Estate and inheritance tax rates are
based on the size of the estate and the relationship of the heirs to the
deceased. It is irrelevant to the taxing entities whether or not a probate
is conducted when determining the tax liability.
For example, assume that
a person gives $800,000 at his death to his children. It makes no difference
if the $800,000 comes to the children from probate or through a revocable
trust. There is greater cost if the estate is probated rather than passing
it through a trust, but the tax rates are the same. The tax is on the money
and property distributed after death, not whether or not it comes from
probate.
Some states will freeze
jointly-held property (such as bank accounts, real estate and brokerage
accounts) until the taxing entities have time to assess the value of the
decedent's interest in the property.
There is a lifetime
federal unified credit for gift and estate taxes of $1,000,000 through 2004.

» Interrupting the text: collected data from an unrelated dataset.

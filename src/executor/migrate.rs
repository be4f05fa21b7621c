//! Forward runs: apply every pending script in one transaction.

use sqlx::{AnyConnection, Connection};

use super::{RunOutcome, finish, materialize_rollbacks, release_after};
use crate::error::{MigrateError, MigrateResult};
use crate::ledger::HistoryLedger;
use crate::report::{MigrationRecord, RecordStatus, ReportWriter, RunKind};
use crate::script::{MigrationScript, ScriptStore};
use crate::session::Session;

/// Applies pending scripts.
pub struct MigrationExecutor<'a> {
    store: &'a ScriptStore,
    reports: &'a dyn ReportWriter,
}

impl<'a> MigrationExecutor<'a> {
    pub fn new(store: &'a ScriptStore, reports: &'a dyn ReportWriter) -> Self {
        Self { store, reports }
    }

    /// Scripts on disk that the ledger does not list, in apply order.
    /// Executes nothing.
    pub async fn plan(&self, session: &mut Session) -> MigrateResult<Vec<MigrationScript>> {
        session.bootstrap().await?;
        let scripts = self.store.list_pending()?;
        let (conn, ledger, _) = session.parts();
        let applied = ledger.applied_names(conn).await?;
        Ok(scripts
            .into_iter()
            .filter(|s| !applied.contains(&s.name))
            .collect())
    }

    /// Apply every pending script.
    ///
    /// All scripts of the run share one transaction: the first failure
    /// rolls back everything applied by this run and is returned as
    /// [`MigrateError::Execution`]. Missing rollback files are written
    /// before the commit.
    pub async fn migrate(&self, session: &mut Session) -> MigrateResult<RunOutcome> {
        session.bootstrap().await?;
        let scripts = self.store.list_pending()?;

        let (conn, ledger, lock) = session.parts();
        if !lock.acquire(conn).await? {
            return Ok(RunOutcome::LockHeld);
        }

        let mut records = Vec::new();
        let result = self.apply(conn, ledger, &scripts, &mut records).await;
        let result = release_after(conn, lock, result).await;
        finish(self.reports, RunKind::Migrate, records, result)
    }

    async fn apply(
        &self,
        conn: &mut AnyConnection,
        ledger: &HistoryLedger,
        scripts: &[MigrationScript],
        records: &mut Vec<MigrationRecord>,
    ) -> MigrateResult<()> {
        let mut tx = conn.begin().await.map_err(MigrateError::Connection)?;
        let applied = ledger.applied_names(&mut tx).await?;

        for script in scripts {
            if applied.contains(&script.name) {
                tracing::debug!(script = %script.name, "already applied");
                continue;
            }

            tracing::info!(script = %script.name, version = script.version, "applying");
            if let Err(source) = sqlx::raw_sql(&script.body).execute(&mut *tx).await {
                records.push(MigrationRecord::now(&script.name, RecordStatus::Failed));
                tracing::error!(
                    script = %script.name,
                    error = %source,
                    "migration failed, rolling back this run"
                );
                if let Err(rollback_err) = tx.rollback().await {
                    tracing::error!(error = %rollback_err, "transaction rollback failed");
                }
                return Err(MigrateError::Execution {
                    script: script.name.clone(),
                    source,
                });
            }

            ledger.record(&mut tx, &script.name).await?;
            records.push(MigrationRecord::now(&script.name, RecordStatus::Success));
        }

        materialize_rollbacks(self.store, scripts)?;

        tx.commit().await.map_err(MigrateError::Connection)?;
        if !records.is_empty() {
            tracing::info!(applied = records.len(), "migration run committed");
        }
        Ok(())
    }
}
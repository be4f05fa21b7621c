//! Reverse runs: execute stored rollback scripts, newest first.

use std::io::ErrorKind;

use sqlx::{AnyConnection, Connection};

use super::{RunOutcome, finish, release_after};
use crate::error::{MigrateError, MigrateResult};
use crate::ledger::HistoryLedger;
use crate::report::{MigrationRecord, RecordStatus, ReportWriter, RunKind};
use crate::script::{ScriptStore, rollback_name};
use crate::session::Session;
use crate::synth::lexer::has_statements;

/// Reverts applied scripts using their `_rollback.sql` companions.
pub struct RollbackExecutor<'a> {
    store: &'a ScriptStore,
    reports: &'a dyn ReportWriter,
}

impl<'a> RollbackExecutor<'a> {
    pub fn new(store: &'a ScriptStore, reports: &'a dyn ReportWriter) -> Self {
        Self { store, reports }
    }

    /// Revert the most recently applied script.
    pub async fn rollback_last(&self, session: &mut Session) -> MigrateResult<RunOutcome> {
        self.run(session, None).await
    }

    /// Revert every script with a version above `target`, highest first,
    /// in one transaction. `target` must lie in `0..=current`.
    pub async fn rollback_to(
        &self,
        session: &mut Session,
        target: i64,
    ) -> MigrateResult<RunOutcome> {
        self.run(session, Some(target)).await
    }

    async fn run(&self, session: &mut Session, target: Option<i64>) -> MigrateResult<RunOutcome> {
        session.bootstrap().await?;

        let (conn, ledger, lock) = session.parts();
        if !lock.acquire(conn).await? {
            return Ok(RunOutcome::LockHeld);
        }

        let mut records = Vec::new();
        let result = self.revert(conn, ledger, target, &mut records).await;
        let result = release_after(conn, lock, result).await;
        finish(self.reports, RunKind::Rollback, records, result)
    }

    async fn revert(
        &self,
        conn: &mut AnyConnection,
        ledger: &HistoryLedger,
        target: Option<i64>,
        records: &mut Vec<MigrationRecord>,
    ) -> MigrateResult<()> {
        let names = match target {
            None => {
                let mut names = ledger.applied_names(conn).await?;
                names.truncate(1);
                names
            }
            Some(target) => {
                let current = ledger.current_version(conn).await?;
                if !(0..=current).contains(&target) {
                    return Err(MigrateError::InvalidTarget { target, current });
                }
                ledger.names_above(conn, target).await?
            }
        };
        if names.is_empty() {
            tracing::info!("nothing to roll back");
            return Ok(());
        }

        // Every inverse is loaded before the transaction opens, so a missing
        // file aborts the run before any statement executes.
        let mut inverses = Vec::with_capacity(names.len());
        for name in &names {
            inverses.push((name.as_str(), self.load_inverse(name)?));
        }

        let mut tx = conn.begin().await.map_err(MigrateError::Connection)?;
        for (name, body) in &inverses {
            tracing::info!(script = %name, "rolling back");
            if let Err(source) = sqlx::raw_sql(body).execute(&mut *tx).await {
                records.push(MigrationRecord::now(*name, RecordStatus::Failed));
                tracing::error!(script = %name, error = %source, "rollback failed, nothing was reverted");
                if let Err(rollback_err) = tx.rollback().await {
                    tracing::error!(error = %rollback_err, "transaction rollback failed");
                }
                return Err(MigrateError::Execution {
                    script: rollback_name(name),
                    source,
                });
            }
            ledger.remove(&mut tx, name).await?;
            records.push(MigrationRecord::now(*name, RecordStatus::RolledBack));
        }
        tx.commit().await.map_err(MigrateError::Connection)?;

        tracing::info!(reverted = records.len(), "rollback run committed");
        Ok(())
    }

    fn load_inverse(&self, script_name: &str) -> MigrateResult<String> {
        let missing = || MigrateError::MissingRollback {
            script: script_name.to_string(),
            rollback: rollback_name(script_name),
        };
        let body = match self.store.read_rollback(script_name) {
            Ok(body) => body,
            Err(MigrateError::Read { source, .. }) if source.kind() == ErrorKind::NotFound => {
                return Err(missing());
            }
            Err(err) => return Err(err),
        };
        if !has_statements(&body) {
            return Err(missing());
        }
        Ok(body)
    }
}
//! `schemashift shell`: interactive prompt over the other commands.

use anyhow::Result;
use colored::*;
use rustyline::DefaultEditor;
use rustyline::error::ReadlineError;

use crate::config::Config;

/// One parsed prompt line.
#[derive(Debug, Clone, PartialEq, Eq)]
pub enum ShellCommand {
    Migrate,
    Rollback(Option<i64>),
    Status,
    Plan,
    Unlock,
    Create(String),
    Help,
    Exit,
}

/// Parse a prompt line. `Ok(None)` for a blank line; `Err` carries the
/// message to show the user.
pub fn parse_shell_line(line: &str) -> Result<Option<ShellCommand>, String> {
    let mut words = line.split_whitespace();
    let Some(command) = words.next() else {
        return Ok(None);
    };
    let rest: Vec<&str> = words.collect();

    let command = match command.to_ascii_lowercase().as_str() {
        "migrate" => ShellCommand::Migrate,
        "rollback" => match rest.as_slice() {
            [] => ShellCommand::Rollback(None),
            [version] => match version.parse::<i64>() {
                Ok(v) if v >= 0 => ShellCommand::Rollback(Some(v)),
                _ => {
                    return Err(format!(
                        "invalid version '{}': expected a number of 0 or more",
                        version
                    ));
                }
            },
            _ => return Err("usage: rollback [<version>]".to_string()),
        },
        "status" => ShellCommand::Status,
        "plan" => ShellCommand::Plan,
        "unlock" => ShellCommand::Unlock,
        "create" if rest.is_empty() => return Err("usage: create <description>".to_string()),
        "create" => ShellCommand::Create(rest.join(" ")),
        "help" | "?" => ShellCommand::Help,
        "exit" | "quit" => ShellCommand::Exit,
        other => {
            return Err(format!(
                "unknown command '{}' (type 'help' for the list)",
                other
            ));
        }
    };
    if !rest.is_empty()
        && matches!(
            command,
            ShellCommand::Migrate
                | ShellCommand::Status
                | ShellCommand::Plan
                | ShellCommand::Unlock
                | ShellCommand::Help
                | ShellCommand::Exit
        )
    {
        return Err(format!("'{}' takes no arguments", line.trim()));
    }
    Ok(Some(command))
}

fn print_help() {
    println!("  {}              apply pending migrations", "migrate".cyan());
    println!("  {}             roll back the last migration", "rollback".cyan());
    println!("  {}   roll back every migration above <version>", "rollback <version>".cyan());
    println!("  {}               show applied migrations and lock state", "status".cyan());
    println!("  {}                 preview the next migrate", "plan".cyan());
    println!("  {}               release a stale lock", "unlock".cyan());
    println!("  {}   scaffold a new migration", "create <description>".cyan());
    println!("  {}                 leave the shell", "exit".cyan());
}

/// Run the prompt loop until `exit` or end of input. Command failures are
/// printed and the loop continues.
pub async fn run(config: &Config) -> Result<()> {
    println!("{}", "schemashift shell".cyan().bold());
    println!("  Type {} for commands, {} to quit.", "help".cyan(), "exit".cyan());
    println!();

    let mut rl = DefaultEditor::new()?;
    let history_path = dirs::cache_dir().map(|p| p.join("schemashift/history.txt"));
    if let Some(path) = history_path.as_ref().filter(|p| p.exists()) {
        rl.load_history(path).ok();
    }

    loop {
        let line = match rl.readline("schemashift> ") {
            Ok(line) => line,
            Err(ReadlineError::Interrupted) => {
                println!("^C");
                continue;
            }
            Err(ReadlineError::Eof) => break,
            Err(err) => {
                eprintln!("{} {}", "Error:".red(), err);
                break;
            }
        };

        let command = match parse_shell_line(&line) {
            Ok(Some(command)) => command,
            Ok(None) => continue,
            Err(message) => {
                println!("  {} {}", "✗".red(), message);
                continue;
            }
        };
        rl.add_history_entry(line.trim())?;

        let result = match command {
            ShellCommand::Migrate => super::migrate::run(config).await,
            ShellCommand::Rollback(target) => super::rollback::run(config, target).await,
            ShellCommand::Status => super::status::run(config).await,
            ShellCommand::Plan => super::plan::run(config).await,
            ShellCommand::Unlock => super::unlock::run(config).await,
            ShellCommand::Create(description) => super::create::run(config, &description),
            ShellCommand::Help => {
                print_help();
                Ok(())
            }
            ShellCommand::Exit => break,
        };
        if let Err(err) = result {
            println!("  {} {:#}", "Error:".red().bold(), err);
        }
        println!();
    }

    if let Some(path) = history_path {
        if let Some(parent) = path.parent() {
            std::fs::create_dir_all(parent).ok();
        }
        rl.save_history(&path).ok();
    }
    println!("Goodbye.");
    Ok(())
}
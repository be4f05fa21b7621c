//! Lock-protected, transactional migrate and rollback runs.

mod migrate;
mod rollback;

pub use migrate::MigrationExecutor;
pub use rollback::RollbackExecutor;

use sqlx::AnyConnection;

use crate::error::MigrateResult;
use crate::lock::LockCoordinator;
use crate::report::{MigrationRecord, ReportWriter, RunKind};
use crate::script::{MigrationScript, ScriptStore};
use crate::synth;

/// How a run ended when it did not fail.
#[derive(Debug, Clone, PartialEq, Eq)]
pub enum RunOutcome {
    /// Scripts were applied or reverted; one record per script.
    Completed(Vec<MigrationRecord>),
    /// Nothing pending, or nothing above the rollback target.
    NothingToDo,
    /// Another process holds the lock. No statement was executed.
    LockHeld,
}

impl RunOutcome {
    pub fn records(&self) -> &[MigrationRecord] {
        match self {
            RunOutcome::Completed(records) => records,
            _ => &[],
        }
    }
}

/// Release the lock and merge the release result into the run result.
/// A run error wins over a release error.
pub(crate) async fn release_after<T>(
    conn: &mut AnyConnection,
    lock: &LockCoordinator,
    result: MigrateResult<T>,
) -> MigrateResult<T> {
    let released = lock.release(conn).await;
    match (result, released) {
        (Ok(value), Ok(())) => Ok(value),
        (Ok(_), Err(err)) => Err(err),
        (Err(err), Ok(())) => Err(err),
        (Err(err), Err(release_err)) => {
            tracing::error!(error = %release_err, "failed to release migration lock");
            Err(err)
        }
    }
}

/// Hand the records to the report writer and build the outcome.
///
/// Failed runs are reported too; a report error there is logged so that
/// the run's own error reaches the caller.
pub(crate) fn finish(
    reports: &dyn ReportWriter,
    kind: RunKind,
    records: Vec<MigrationRecord>,
    result: MigrateResult<()>,
) -> MigrateResult<RunOutcome> {
    match result {
        Ok(()) if records.is_empty() => Ok(RunOutcome::NothingToDo),
        Ok(()) => {
            reports.write(kind, &records)?;
            Ok(RunOutcome::Completed(records))
        }
        Err(err) => {
            if !records.is_empty()
                && let Err(report_err) = reports.write(kind, &records)
            {
                tracing::error!(error = %report_err, "failed to write run report");
            }
            Err(err)
        }
    }
}

/// Write a synthesized rollback file for every script that lacks one.
/// Existing files, including hand-edited ones, are left alone.
pub(crate) fn materialize_rollbacks(
    store: &ScriptStore,
    scripts: &[MigrationScript],
) -> MigrateResult<usize> {
    let mut written = 0;
    for script in scripts {
        let synthesis = synth::synthesize_detailed(&script.body);
        if store.write_rollback(&script.name, &synthesis.render(&script.name))? {
            written += 1;
            if synthesis.is_empty() {
                tracing::warn!(script = %script.name, "no automatic rollback; wrote a placeholder");
            } else {
                tracing::info!(script = %script.name, "generated rollback script");
            }
            for warning in synthesis.warnings() {
                tracing::warn!(script = %script.name, "{}", warning);
            }
        }
    }
    Ok(written)
}
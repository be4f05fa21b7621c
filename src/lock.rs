//! Lock Coordinator: one shared row that serialises runs across processes.
//!
//! Acquisition is a single conditional update, so two processes racing for
//! the row cannot both win. Lock writes run outside the run transaction and
//! commit immediately, which is what makes them visible to other processes.
//! A crashed run leaves the row locked until [`LockCoordinator::force_release`].

use chrono::NaiveDateTime;
use sqlx::{AnyConnection, Row};

use crate::error::{MigrateError, MigrateResult};
use crate::session::parse_db_timestamp;

const LOCK_ID: i64 = 1;

/// Snapshot of the lock row.
#[derive(Debug, Clone, PartialEq, Eq)]
pub struct LockState {
    pub locked: bool,
    pub locked_at: Option<NaiveDateTime>,
}

#[derive(Debug, Clone)]
pub struct LockCoordinator {
    table: String,
}

impl LockCoordinator {
    pub fn new(table: impl Into<String>) -> Self {
        Self {
            table: table.into(),
        }
    }

    pub fn table(&self) -> &str {
        &self.table
    }

    pub(crate) fn create_table_sql(&self) -> String {
        format!(
            "CREATE TABLE IF NOT EXISTS {} (\n    \
                id INTEGER PRIMARY KEY,\n    \
                locked BOOLEAN NOT NULL DEFAULT FALSE,\n    \
                locked_at TIMESTAMP DEFAULT CURRENT_TIMESTAMP\n\
            )",
            self.table
        )
    }

    pub async fn ensure_table(&self, conn: &mut AnyConnection) -> MigrateResult<()> {
        sqlx::query(&self.create_table_sql())
            .execute(&mut *conn)
            .await
            .map_err(MigrateError::persistence("creating lock table"))?;
        Ok(())
    }

    /// Current lock row, `None` if it was never created.
    pub async fn state(&self, conn: &mut AnyConnection) -> MigrateResult<Option<LockState>> {
        let sql = format!(
            "SELECT CASE WHEN locked THEN 1 ELSE 0 END AS locked, \
             CAST(locked_at AS TEXT) AS locked_at FROM {} WHERE id = $1",
            self.table
        );
        let row = sqlx::query(&sql)
            .bind(LOCK_ID)
            .fetch_optional(&mut *conn)
            .await
            .map_err(MigrateError::persistence("reading lock state"))?;

        row.map(|row| -> Result<LockState, sqlx::Error> {
            // Drivers disagree on boolean decoding, so the flag comes back as an integer.
            let locked: i64 = row.try_get("locked")?;
            let locked_at: Option<String> = row.try_get("locked_at")?;
            Ok(LockState {
                locked: locked != 0,
                locked_at: locked_at.as_deref().and_then(parse_db_timestamp),
            })
        })
        .transpose()
        .map_err(MigrateError::persistence("decoding lock state"))
    }

    /// A missing row counts as unlocked.
    pub async fn is_locked(&self, conn: &mut AnyConnection) -> MigrateResult<bool> {
        Ok(self.state(conn).await?.is_some_and(|s| s.locked))
    }

    /// Take the lock. Returns `false` if another run holds it.
    pub async fn acquire(&self, conn: &mut AnyConnection) -> MigrateResult<bool> {
        let seed = format!(
            "INSERT INTO {} (id, locked) VALUES ($1, FALSE) ON CONFLICT (id) DO NOTHING",
            self.table
        );
        sqlx::query(&seed)
            .bind(LOCK_ID)
            .execute(&mut *conn)
            .await
            .map_err(MigrateError::persistence("creating lock row"))?;

        let take = format!(
            "UPDATE {} SET locked = TRUE, locked_at = CURRENT_TIMESTAMP \
             WHERE id = $1 AND locked = FALSE",
            self.table
        );
        let result = sqlx::query(&take)
            .bind(LOCK_ID)
            .execute(&mut *conn)
            .await
            .map_err(MigrateError::persistence("acquiring lock"))?;

        let acquired = result.rows_affected() == 1;
        if acquired {
            tracing::info!(table = %self.table, "migration lock acquired");
        } else {
            tracing::warn!(table = %self.table, "migration lock is held by another process");
        }
        Ok(acquired)
    }

    /// Clear the lock. Called on every exit path of a run that acquired it.
    pub async fn release(&self, conn: &mut AnyConnection) -> MigrateResult<()> {
        let sql = format!(
            "UPDATE {} SET locked = FALSE, locked_at = CURRENT_TIMESTAMP WHERE id = $1",
            self.table
        );
        sqlx::query(&sql)
            .bind(LOCK_ID)
            .execute(&mut *conn)
            .await
            .map_err(MigrateError::persistence("releasing lock"))?;
        tracing::info!(table = %self.table, "migration lock released");
        Ok(())
    }

    /// Manual unlock after a crashed run. Returns whether the row was locked.
    pub async fn force_release(&self, conn: &mut AnyConnection) -> MigrateResult<bool> {
        let was_locked = self.is_locked(conn).await?;
        if was_locked {
            tracing::warn!(table = %self.table, "forcing release of migration lock");
            self.release(conn).await?;
        }
        Ok(was_locked)
    }
}
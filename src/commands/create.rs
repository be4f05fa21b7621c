//! `schemashift create <description>`

use anyhow::Result;
use colored::*;

use super::script_store;
use crate::config::Config;

/// Scaffold the next versioned migration file.
pub fn run(config: &Config, description: &str) -> Result<()> {
    println!("{}", "📝 Creating Migration".cyan().bold());
    println!();

    let path = script_store(config).create(description)?;

    println!("  {} {}", "✓ Created:".green(), path.display());
    println!();
    println!("  Add your SQL to the file, then run:");
    println!("    {} to review", "schemashift plan".cyan());
    println!("    {} to apply", "schemashift migrate".cyan());
    Ok(())
}
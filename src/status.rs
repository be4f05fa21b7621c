//! Status Reporter: current version, applied scripts and lock state.

use crate::error::MigrateResult;
use crate::ledger::LedgerEntry;
use crate::session::Session;

#[derive(Debug, Clone, PartialEq, Eq)]
pub struct StatusReport {
    /// Highest applied version, 0 on a fresh database.
    pub current_version: i64,
    /// Applied scripts, most recent first.
    pub entries: Vec<LedgerEntry>,
    pub locked: bool,
}

impl StatusReport {
    pub fn is_fresh(&self) -> bool {
        self.entries.is_empty()
    }
}

/// Read the ledger and lock state. Only the bookkeeping tables are
/// created when missing; nothing else is written.
pub async fn status(session: &mut Session) -> MigrateResult<StatusReport> {
    session.bootstrap().await?;
    let (conn, ledger, lock) = session.parts();
    let current_version = ledger.current_version(conn).await?;
    let entries = ledger.entries(conn).await?;
    let locked = lock.is_locked(conn).await?;
    Ok(StatusReport {
        current_version,
        entries,
        locked,
    })
}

Then for estates it rises to an unlimited amount in 2010 and then reduces to
$1,000,000. For gifts, the exemption remains at $1,000,000. This means that
no federal estate taxes will be owed unless an estate exceeds the unused
portion of the unified credit (the unified credit amount minus the value of
lifetime gifts). Under the Internal Revenue Code, a personal representative
can file a request with the IRS (and sometimes the state taxing agency) for
a final assessment of the taxes owed by the estate. The IRS has three years
in which to assess additional taxes. If the personal representative makes a
request for a prompt assessment, the IRS has to complete the assessment
within 18 months. After the assessment is done, the personal representative
can pay the tax, distribute the remaining estate to the heirs and be
discharged without any liability for future taxes.Click
here to view the entire article by
MICHAEL LYNN GABRIEL,
Esq.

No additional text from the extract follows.